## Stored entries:
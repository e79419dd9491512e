//! Routes `tracing` output to the browser console.
//!
//! The fmt layer formats each event into a [`ConsoleWriter`], which flushes
//! the finished line to `console.error`/`warn`/`info`/`debug` according to
//! the event level when it is dropped.

#[cfg(target_arch = "wasm32")]
use std::io;

#[cfg(target_arch = "wasm32")]
use tracing::{level_filters::LevelFilter, Level, Metadata};
#[cfg(target_arch = "wasm32")]
use tracing_subscriber::fmt::MakeWriter;
#[cfg(target_arch = "wasm32")]
use wasm_bindgen::JsValue;

/// Buffer for a single formatted event.
#[cfg(target_arch = "wasm32")]
pub struct ConsoleWriter {
    level: Level,
    buf: Vec<u8>,
}

#[cfg(target_arch = "wasm32")]
impl io::Write for ConsoleWriter {
    fn write(&mut self, bytes: &[u8]) -> io::Result<usize> {
        self.buf.extend_from_slice(bytes);
        Ok(bytes.len())
    }

    fn flush(&mut self) -> io::Result<()> {
        Ok(())
    }
}

#[cfg(target_arch = "wasm32")]
impl Drop for ConsoleWriter {
    fn drop(&mut self) {
        let text = String::from_utf8_lossy(&self.buf);
        let line = text.trim_end();
        if line.is_empty() {
            return;
        }
        let message = JsValue::from_str(line);
        match self.level {
            Level::ERROR => web_sys::console::error_1(&message),
            Level::WARN => web_sys::console::warn_1(&message),
            Level::INFO => web_sys::console::info_1(&message),
            _ => web_sys::console::debug_1(&message),
        }
    }
}

#[cfg(target_arch = "wasm32")]
#[derive(Debug, Clone, Copy, Default)]
pub struct ConsoleMakeWriter;

#[cfg(target_arch = "wasm32")]
impl<'a> MakeWriter<'a> for ConsoleMakeWriter {
    type Writer = ConsoleWriter;

    fn make_writer(&'a self) -> Self::Writer {
        ConsoleWriter {
            level: Level::INFO,
            buf: Vec::new(),
        }
    }

    fn make_writer_for(&'a self, meta: &Metadata<'_>) -> Self::Writer {
        ConsoleWriter {
            level: *meta.level(),
            buf: Vec::new(),
        }
    }
}

/// Install the console subscriber and panic hook. Safe to call repeatedly;
/// only the first call takes effect.
#[cfg(target_arch = "wasm32")]
pub fn init_console_logging(level: LevelFilter) {
    console_error_panic_hook::set_once();
    let installed = tracing_subscriber::fmt()
        .with_writer(ConsoleMakeWriter)
        .with_ansi(false)
        .without_time()
        .with_target(false)
        .with_max_level(level)
        .try_init();
    if installed.is_ok() {
        tracing::debug!(%level, "console logging ready");
    }
}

## ASSIGNED TASK:
Output the line containing "call takes effect." and each line after it through the close of the entries, unchanged and with no other lines.

## FINISHED EXERCISE:
/// only the first call takes effect.
#[cfg(target_arch = "wasm32")]
pub fn init_console_logging(level: LevelFilter) {
    console_error_panic_hook::set_once();
    let installed = tracing_subscriber::fmt()
        .with_writer(ConsoleMakeWriter)
        .with_ansi(false)
        .without_time()
        .with_target(false)
        .with_max_level(level)
        .try_init();
    if installed.is_ok() {
        tracing::debug!(%level, "console logging ready");
    }
}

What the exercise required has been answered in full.